START RECORDS SUPPLIED
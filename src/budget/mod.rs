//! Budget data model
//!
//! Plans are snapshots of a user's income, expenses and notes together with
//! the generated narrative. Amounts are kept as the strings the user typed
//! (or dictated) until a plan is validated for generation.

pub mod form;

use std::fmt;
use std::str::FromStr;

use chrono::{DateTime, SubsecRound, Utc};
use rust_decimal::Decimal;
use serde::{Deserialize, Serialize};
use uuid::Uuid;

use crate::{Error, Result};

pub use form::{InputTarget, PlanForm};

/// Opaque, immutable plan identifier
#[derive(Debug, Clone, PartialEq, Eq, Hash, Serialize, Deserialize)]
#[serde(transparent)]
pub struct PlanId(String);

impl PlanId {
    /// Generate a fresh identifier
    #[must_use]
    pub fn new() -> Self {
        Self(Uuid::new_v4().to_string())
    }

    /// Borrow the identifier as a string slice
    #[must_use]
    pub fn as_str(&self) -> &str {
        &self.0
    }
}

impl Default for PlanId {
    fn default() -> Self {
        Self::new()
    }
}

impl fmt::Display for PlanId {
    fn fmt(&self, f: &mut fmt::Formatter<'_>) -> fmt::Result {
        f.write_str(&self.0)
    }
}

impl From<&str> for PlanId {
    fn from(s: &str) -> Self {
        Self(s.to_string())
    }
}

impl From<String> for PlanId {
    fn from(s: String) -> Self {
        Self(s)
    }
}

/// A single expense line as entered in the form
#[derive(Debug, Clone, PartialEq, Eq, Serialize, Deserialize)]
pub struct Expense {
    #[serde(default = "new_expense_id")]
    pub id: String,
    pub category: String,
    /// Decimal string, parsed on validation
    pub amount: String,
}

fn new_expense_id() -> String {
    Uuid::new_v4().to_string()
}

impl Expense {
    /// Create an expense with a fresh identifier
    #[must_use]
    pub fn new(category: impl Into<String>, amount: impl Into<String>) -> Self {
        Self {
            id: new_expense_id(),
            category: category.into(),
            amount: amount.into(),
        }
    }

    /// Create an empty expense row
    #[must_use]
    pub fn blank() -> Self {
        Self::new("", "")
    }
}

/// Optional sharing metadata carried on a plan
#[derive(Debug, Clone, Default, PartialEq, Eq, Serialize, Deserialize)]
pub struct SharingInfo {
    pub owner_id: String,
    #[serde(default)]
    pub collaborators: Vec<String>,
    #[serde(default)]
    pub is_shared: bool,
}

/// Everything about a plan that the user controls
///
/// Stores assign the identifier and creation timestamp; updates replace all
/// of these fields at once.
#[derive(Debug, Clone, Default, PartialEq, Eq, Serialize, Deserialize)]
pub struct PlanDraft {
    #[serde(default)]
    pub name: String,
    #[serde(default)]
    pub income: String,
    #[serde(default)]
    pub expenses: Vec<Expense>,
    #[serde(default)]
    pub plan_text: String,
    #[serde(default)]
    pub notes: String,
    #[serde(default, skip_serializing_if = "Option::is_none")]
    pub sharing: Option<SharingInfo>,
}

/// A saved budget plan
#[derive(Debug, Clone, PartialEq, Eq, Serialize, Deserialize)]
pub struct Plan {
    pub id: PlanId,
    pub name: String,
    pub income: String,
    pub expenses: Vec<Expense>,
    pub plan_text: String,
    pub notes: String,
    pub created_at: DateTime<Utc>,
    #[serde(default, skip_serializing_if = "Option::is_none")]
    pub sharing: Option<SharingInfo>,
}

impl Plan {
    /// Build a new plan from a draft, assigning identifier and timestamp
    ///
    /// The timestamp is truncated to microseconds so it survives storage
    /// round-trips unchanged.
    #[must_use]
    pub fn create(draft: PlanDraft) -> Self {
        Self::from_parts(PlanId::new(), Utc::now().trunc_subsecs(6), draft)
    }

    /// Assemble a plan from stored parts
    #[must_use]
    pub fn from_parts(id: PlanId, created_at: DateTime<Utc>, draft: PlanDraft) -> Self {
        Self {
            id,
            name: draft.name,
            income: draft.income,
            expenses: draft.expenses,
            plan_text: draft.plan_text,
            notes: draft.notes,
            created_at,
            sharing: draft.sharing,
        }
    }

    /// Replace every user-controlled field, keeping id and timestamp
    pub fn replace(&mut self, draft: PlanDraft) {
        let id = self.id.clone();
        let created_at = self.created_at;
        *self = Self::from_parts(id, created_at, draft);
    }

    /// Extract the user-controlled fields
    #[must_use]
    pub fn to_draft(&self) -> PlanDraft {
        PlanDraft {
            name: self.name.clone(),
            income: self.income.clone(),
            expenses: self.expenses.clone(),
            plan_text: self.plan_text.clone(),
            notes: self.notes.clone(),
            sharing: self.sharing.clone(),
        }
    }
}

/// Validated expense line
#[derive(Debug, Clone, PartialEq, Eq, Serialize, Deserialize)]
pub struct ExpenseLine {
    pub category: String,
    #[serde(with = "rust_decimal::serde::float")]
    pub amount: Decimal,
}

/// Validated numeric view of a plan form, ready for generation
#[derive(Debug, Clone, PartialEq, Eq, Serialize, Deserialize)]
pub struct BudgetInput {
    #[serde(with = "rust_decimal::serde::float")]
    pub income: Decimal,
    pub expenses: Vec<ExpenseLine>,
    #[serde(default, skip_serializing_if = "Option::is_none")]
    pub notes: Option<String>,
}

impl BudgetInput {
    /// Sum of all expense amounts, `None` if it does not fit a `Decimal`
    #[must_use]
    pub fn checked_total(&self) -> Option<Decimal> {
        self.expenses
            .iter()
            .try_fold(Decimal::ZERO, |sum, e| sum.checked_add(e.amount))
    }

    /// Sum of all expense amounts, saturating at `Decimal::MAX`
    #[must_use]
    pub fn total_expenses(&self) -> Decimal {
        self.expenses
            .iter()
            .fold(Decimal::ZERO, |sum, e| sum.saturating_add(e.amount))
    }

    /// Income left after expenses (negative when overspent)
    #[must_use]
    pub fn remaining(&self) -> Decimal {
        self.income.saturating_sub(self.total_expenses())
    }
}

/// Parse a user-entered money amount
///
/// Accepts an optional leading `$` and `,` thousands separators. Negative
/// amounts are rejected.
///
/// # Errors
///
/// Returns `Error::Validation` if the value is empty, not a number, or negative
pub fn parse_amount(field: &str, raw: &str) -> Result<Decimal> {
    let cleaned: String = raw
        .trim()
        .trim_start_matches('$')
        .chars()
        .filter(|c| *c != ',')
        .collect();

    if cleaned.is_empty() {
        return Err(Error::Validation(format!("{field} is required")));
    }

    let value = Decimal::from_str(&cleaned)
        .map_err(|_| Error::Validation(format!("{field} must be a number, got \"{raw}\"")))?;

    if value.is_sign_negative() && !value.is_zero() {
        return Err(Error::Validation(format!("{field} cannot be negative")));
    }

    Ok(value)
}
END RECORDS SUPPLIED
▸ INSTRUCTIONS FOR THE TASK:
Note how many lines in the data above contain "ExpenseLine", then state that number alone.

▸ RESULT FOR THIS EXERCISE:
2